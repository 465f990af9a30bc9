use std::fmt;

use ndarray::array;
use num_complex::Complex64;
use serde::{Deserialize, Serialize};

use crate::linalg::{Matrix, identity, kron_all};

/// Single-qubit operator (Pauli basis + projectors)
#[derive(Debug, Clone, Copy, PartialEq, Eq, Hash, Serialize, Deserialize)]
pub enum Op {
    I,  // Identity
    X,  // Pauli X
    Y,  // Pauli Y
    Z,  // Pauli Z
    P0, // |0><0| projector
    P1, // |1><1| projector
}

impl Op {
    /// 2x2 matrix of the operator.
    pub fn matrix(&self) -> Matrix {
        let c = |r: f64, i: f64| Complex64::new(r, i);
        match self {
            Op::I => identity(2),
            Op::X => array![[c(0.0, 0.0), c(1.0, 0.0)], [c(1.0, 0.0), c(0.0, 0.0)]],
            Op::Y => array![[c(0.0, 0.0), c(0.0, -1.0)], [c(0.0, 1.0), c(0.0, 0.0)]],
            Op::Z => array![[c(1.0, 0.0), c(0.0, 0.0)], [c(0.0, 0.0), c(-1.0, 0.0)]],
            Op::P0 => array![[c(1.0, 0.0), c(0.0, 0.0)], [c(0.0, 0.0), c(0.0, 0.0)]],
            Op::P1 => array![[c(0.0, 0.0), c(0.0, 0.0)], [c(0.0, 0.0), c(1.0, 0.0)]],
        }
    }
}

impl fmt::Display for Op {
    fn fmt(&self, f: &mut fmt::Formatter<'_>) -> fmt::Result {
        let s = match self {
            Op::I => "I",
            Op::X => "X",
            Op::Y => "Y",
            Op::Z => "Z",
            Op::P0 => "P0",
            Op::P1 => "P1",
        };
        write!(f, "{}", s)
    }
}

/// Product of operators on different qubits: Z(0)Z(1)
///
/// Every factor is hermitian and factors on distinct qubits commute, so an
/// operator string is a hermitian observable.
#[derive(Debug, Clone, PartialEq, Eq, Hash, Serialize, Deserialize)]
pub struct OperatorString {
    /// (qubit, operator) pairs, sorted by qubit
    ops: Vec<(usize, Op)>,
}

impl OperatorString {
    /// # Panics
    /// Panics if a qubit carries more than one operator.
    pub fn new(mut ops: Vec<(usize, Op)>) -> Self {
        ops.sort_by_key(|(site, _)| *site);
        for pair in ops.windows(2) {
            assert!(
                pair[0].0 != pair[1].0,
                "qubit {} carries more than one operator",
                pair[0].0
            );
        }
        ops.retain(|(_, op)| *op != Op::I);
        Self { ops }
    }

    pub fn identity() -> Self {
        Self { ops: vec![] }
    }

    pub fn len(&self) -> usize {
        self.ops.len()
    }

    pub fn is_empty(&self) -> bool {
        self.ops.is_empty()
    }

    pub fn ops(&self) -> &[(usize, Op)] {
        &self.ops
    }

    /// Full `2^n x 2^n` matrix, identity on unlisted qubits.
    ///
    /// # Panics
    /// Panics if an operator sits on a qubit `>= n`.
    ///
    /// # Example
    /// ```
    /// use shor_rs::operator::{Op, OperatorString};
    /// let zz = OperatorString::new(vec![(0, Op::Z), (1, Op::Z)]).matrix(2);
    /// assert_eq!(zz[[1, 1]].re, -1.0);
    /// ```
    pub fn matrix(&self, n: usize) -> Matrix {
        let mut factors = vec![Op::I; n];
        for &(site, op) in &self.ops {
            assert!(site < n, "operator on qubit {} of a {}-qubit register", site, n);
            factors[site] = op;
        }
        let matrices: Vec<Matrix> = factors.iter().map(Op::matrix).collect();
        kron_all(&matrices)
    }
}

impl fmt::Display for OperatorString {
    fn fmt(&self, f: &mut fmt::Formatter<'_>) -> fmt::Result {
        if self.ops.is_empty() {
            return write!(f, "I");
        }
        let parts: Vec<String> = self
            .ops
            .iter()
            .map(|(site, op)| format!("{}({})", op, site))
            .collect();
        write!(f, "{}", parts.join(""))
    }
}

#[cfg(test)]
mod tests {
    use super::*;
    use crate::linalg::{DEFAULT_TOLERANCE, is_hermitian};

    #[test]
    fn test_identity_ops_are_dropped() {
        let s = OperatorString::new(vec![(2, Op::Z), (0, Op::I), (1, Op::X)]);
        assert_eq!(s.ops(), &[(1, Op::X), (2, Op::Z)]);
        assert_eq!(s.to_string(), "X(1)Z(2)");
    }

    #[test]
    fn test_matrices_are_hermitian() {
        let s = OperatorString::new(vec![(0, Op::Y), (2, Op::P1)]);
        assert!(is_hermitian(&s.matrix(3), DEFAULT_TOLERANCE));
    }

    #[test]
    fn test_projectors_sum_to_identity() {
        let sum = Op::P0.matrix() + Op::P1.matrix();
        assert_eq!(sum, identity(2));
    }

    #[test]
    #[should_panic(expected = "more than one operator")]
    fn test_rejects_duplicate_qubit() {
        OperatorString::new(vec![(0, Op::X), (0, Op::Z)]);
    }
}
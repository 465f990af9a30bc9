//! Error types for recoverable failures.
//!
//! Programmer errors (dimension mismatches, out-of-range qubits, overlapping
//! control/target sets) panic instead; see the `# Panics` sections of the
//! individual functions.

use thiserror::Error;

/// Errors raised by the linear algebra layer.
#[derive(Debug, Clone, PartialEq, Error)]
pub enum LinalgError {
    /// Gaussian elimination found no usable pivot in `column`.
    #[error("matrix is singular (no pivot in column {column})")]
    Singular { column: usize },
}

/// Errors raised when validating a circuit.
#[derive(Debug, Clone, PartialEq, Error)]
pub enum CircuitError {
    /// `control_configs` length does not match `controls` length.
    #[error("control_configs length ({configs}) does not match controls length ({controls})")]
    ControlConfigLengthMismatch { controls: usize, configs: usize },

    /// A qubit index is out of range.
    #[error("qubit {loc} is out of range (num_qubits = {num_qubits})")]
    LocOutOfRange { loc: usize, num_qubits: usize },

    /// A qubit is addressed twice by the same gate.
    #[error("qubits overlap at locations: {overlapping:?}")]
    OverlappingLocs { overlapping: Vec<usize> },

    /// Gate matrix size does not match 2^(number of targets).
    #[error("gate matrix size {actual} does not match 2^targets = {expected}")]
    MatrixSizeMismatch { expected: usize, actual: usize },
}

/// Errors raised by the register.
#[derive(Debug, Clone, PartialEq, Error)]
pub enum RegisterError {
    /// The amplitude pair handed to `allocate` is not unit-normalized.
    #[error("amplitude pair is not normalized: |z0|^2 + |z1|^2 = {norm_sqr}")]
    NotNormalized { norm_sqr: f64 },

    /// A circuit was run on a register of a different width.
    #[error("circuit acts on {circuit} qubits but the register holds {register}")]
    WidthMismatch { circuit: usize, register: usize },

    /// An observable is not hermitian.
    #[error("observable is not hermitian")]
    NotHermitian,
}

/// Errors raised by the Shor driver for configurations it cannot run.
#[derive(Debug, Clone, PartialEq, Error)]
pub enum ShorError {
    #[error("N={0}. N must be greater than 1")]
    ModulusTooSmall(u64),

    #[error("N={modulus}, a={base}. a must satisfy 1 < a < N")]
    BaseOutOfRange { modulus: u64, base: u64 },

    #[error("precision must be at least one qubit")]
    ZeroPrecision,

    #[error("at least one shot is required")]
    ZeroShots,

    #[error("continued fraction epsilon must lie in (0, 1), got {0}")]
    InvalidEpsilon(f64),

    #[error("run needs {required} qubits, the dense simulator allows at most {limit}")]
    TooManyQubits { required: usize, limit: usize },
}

____________________

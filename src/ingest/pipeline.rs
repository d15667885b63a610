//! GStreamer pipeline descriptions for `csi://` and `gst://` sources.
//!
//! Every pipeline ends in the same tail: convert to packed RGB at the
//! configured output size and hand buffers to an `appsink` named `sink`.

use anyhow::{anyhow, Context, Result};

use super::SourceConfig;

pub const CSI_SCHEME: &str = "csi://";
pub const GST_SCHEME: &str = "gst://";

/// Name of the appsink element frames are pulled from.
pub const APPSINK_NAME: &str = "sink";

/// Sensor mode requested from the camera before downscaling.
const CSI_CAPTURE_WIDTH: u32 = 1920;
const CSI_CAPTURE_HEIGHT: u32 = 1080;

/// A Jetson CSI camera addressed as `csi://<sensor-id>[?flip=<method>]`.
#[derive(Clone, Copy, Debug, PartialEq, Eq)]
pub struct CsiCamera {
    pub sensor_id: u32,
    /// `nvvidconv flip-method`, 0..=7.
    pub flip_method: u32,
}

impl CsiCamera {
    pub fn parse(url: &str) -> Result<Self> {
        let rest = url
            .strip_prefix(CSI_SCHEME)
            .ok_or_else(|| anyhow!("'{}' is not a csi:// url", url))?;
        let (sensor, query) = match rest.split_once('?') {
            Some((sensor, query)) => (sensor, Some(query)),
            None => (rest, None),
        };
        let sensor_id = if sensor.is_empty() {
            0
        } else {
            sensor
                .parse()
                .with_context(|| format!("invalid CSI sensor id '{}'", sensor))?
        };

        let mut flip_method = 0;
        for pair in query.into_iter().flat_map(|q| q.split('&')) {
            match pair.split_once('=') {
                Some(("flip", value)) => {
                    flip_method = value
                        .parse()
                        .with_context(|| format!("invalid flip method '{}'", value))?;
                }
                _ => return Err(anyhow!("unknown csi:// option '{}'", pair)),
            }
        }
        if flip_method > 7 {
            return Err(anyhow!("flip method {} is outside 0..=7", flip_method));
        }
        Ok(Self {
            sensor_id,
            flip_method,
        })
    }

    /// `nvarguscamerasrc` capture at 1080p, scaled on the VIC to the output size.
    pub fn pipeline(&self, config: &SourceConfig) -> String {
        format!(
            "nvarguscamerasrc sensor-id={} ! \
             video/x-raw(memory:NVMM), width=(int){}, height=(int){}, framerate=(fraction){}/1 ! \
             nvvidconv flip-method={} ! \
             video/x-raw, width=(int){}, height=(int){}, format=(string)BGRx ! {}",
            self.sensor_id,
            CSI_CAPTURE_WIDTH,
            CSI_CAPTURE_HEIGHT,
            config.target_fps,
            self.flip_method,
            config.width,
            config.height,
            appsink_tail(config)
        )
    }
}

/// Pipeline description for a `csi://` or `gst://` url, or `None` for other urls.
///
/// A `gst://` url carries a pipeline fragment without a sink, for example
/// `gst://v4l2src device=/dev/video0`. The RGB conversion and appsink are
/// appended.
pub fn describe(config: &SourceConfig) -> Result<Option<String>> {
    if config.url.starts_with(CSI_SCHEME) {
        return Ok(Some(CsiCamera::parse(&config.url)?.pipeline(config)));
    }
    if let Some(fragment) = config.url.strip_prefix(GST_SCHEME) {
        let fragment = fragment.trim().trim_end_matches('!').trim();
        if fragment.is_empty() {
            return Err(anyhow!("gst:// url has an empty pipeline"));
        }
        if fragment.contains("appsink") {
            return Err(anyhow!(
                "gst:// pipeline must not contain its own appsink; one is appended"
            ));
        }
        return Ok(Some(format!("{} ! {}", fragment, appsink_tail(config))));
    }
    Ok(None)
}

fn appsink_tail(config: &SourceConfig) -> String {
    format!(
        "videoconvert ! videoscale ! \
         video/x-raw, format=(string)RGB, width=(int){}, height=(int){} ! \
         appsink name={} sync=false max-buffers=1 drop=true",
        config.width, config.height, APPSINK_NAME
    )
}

____________________

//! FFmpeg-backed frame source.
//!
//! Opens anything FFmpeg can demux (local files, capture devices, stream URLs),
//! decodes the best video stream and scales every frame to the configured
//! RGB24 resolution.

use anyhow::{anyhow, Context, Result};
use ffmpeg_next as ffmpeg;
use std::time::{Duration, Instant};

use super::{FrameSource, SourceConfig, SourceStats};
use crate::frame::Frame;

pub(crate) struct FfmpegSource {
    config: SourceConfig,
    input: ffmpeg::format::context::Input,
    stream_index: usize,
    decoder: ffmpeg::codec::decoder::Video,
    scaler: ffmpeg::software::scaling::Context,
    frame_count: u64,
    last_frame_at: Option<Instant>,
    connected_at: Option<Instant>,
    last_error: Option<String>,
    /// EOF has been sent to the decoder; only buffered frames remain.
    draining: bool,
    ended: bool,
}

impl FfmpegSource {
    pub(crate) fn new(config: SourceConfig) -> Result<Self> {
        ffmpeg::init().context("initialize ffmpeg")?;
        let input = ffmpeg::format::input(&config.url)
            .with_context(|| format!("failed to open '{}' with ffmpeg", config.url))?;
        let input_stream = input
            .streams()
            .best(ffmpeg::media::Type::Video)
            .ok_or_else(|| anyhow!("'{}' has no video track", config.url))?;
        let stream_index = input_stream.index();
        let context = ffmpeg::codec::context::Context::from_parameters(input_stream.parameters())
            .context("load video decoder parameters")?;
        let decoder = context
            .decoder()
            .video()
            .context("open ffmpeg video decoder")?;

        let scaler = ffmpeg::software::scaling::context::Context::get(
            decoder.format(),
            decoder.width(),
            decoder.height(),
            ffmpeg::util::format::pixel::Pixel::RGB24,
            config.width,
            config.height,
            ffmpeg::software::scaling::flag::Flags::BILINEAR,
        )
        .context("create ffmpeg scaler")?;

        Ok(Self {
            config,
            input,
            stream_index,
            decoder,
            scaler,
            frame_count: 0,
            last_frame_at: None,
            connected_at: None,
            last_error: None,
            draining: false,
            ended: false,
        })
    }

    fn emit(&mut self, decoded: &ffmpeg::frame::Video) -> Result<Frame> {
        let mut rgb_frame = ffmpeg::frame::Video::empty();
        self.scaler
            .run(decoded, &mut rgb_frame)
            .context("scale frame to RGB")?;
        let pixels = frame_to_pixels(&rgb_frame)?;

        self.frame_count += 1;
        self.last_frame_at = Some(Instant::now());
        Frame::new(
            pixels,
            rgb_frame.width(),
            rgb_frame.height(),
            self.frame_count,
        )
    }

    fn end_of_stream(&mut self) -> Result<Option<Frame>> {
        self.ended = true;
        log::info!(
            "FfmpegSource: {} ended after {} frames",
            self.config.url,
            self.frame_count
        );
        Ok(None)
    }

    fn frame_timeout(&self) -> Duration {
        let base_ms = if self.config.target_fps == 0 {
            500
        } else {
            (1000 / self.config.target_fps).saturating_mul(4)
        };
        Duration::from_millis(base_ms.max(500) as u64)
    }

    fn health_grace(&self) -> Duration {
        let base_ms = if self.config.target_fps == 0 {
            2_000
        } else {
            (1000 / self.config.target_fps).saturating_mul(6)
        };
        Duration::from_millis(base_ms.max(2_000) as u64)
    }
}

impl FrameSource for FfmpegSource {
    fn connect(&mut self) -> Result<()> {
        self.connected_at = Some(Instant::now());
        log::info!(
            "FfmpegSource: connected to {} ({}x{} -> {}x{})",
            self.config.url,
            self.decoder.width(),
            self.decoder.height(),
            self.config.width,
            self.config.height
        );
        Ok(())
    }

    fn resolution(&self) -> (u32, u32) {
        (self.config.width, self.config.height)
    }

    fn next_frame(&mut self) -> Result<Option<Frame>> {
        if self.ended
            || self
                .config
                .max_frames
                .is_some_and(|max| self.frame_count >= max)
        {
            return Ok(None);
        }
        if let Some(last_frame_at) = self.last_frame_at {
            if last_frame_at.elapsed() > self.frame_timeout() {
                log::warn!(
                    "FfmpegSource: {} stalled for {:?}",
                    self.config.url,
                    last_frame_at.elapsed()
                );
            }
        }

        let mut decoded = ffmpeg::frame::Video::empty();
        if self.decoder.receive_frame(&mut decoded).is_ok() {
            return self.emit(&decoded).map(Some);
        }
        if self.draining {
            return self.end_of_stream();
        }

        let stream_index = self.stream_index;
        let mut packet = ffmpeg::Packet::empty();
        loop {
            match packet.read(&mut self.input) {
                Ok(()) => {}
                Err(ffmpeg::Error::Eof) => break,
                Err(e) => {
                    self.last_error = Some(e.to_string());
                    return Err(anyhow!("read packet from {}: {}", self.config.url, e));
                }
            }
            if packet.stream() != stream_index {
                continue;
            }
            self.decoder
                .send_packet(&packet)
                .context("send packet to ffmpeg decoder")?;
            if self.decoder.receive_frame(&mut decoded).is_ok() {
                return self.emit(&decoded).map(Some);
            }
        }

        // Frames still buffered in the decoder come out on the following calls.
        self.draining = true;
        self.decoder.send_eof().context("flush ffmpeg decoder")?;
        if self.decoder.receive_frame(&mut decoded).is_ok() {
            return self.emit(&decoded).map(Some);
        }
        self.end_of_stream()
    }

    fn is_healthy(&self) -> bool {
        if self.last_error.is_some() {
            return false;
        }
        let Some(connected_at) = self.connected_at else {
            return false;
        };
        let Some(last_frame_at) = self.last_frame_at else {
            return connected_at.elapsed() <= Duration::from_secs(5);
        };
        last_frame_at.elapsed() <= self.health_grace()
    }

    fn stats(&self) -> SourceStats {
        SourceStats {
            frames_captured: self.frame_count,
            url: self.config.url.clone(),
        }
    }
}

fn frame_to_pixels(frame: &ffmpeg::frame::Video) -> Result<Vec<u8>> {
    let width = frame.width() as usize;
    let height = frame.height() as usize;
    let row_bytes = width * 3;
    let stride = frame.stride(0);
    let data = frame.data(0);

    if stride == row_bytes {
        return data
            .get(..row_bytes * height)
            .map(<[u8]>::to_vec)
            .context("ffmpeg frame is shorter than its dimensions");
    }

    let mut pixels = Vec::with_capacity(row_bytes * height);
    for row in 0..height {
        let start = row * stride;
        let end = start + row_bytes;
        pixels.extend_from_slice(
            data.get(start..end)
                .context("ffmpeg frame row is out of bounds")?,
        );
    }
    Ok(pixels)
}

____________________

> Exercise instructions: In the listing above, the lines from the one containing "sections of the" through the one containing "is singular (no" must be set down exactly, with no other lines.

> Response area:
//! control/target sets) panic instead; see the `# Panics` sections of the
//! individual functions.

use thiserror::Error;

/// Errors raised by the linear algebra layer.
#[derive(Debug, Clone, PartialEq, Error)]
pub enum LinalgError {
    /// Gaussian elimination found no usable pivot in `column`.
    #[error("matrix is singular (no pivot in column {column})")]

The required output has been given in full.